Alcune iniziative interessanti, come quella della Fondazione Pogranicze di Sejny, provano a rifondare delle identità regionali, ma allo scopo di ricercare nel passato distrutto, e fisicamente amputato, elementi per ricreare un’identità territoriale. Lo fanno collegandosi con altri territori di confine, per esempio i Balcani, in particolare nella Bukovina, una regione etnicamente mista in Romania con una forte minoranza polacca. Ma il lavoro si sta rivelando molto più difficile di quanto immaginassero. Un’altra iniziativa interessante è stata avviata nella città di Lublino con quella che aveva cominciato come una galleria d’avanguardia, come teatro sperimentale. Da anni lavorano alla ricostruzione della memoria sul passato ebraico dimenticato dalla città, raccogliendo una documentazione dettagliata della Lublino ebraica, completamente distrutta durante la guerra e sostituita da una grande piazza. Cercano testimoni, cercano fonti. La loro idea è che per ogni indirizzo ebraico a Lublino si arrivi ad avere una documentazione completamente accessibile.
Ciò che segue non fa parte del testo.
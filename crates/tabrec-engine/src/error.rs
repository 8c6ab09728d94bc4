use thiserror::Error;

/// Canonical result for the engine.
pub type Result<T> = std::result::Result<T, EngineError>;

#[derive(Debug, Error)]
pub enum EngineError {
    #[error(transparent)]
    Core(#[from] tabrec_core::Error),

    #[error("I/O error: {0}")]
    Io(#[from] std::io::Error),
}

impl EngineError {
    /// Process exit code: 2 only for a malformed row mid-stream,
    /// 1 otherwise.
    pub fn exit_code(&self) -> i32 {
        match self {
            EngineError::Core(e) => e.exit_code(),
            EngineError::Io(_) => 1,
        }
    }
}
Si dovrebbe poter cliccare, in un cd-rom, su un qualsiasi punto della piazza, facendo apparire la fotografia di una casa con i nomi e le biografie di quelli che erano i suoi abitanti. Poi hanno fatto delle azioni simboliche. C’erano in quel quartiere sia sinagoghe che chiese. Allora hanno fatto una lunga catena umana che congiungeva il punto dove esisteva la grande sinagoga con il punto dove si trovava una chiesa. E’ un tenace lavoro di ricostruzione della memoria e di riconoscimento della storia, che si vede all’opera anche in altre località, compresi alcuni territori già tedeschi a Sud.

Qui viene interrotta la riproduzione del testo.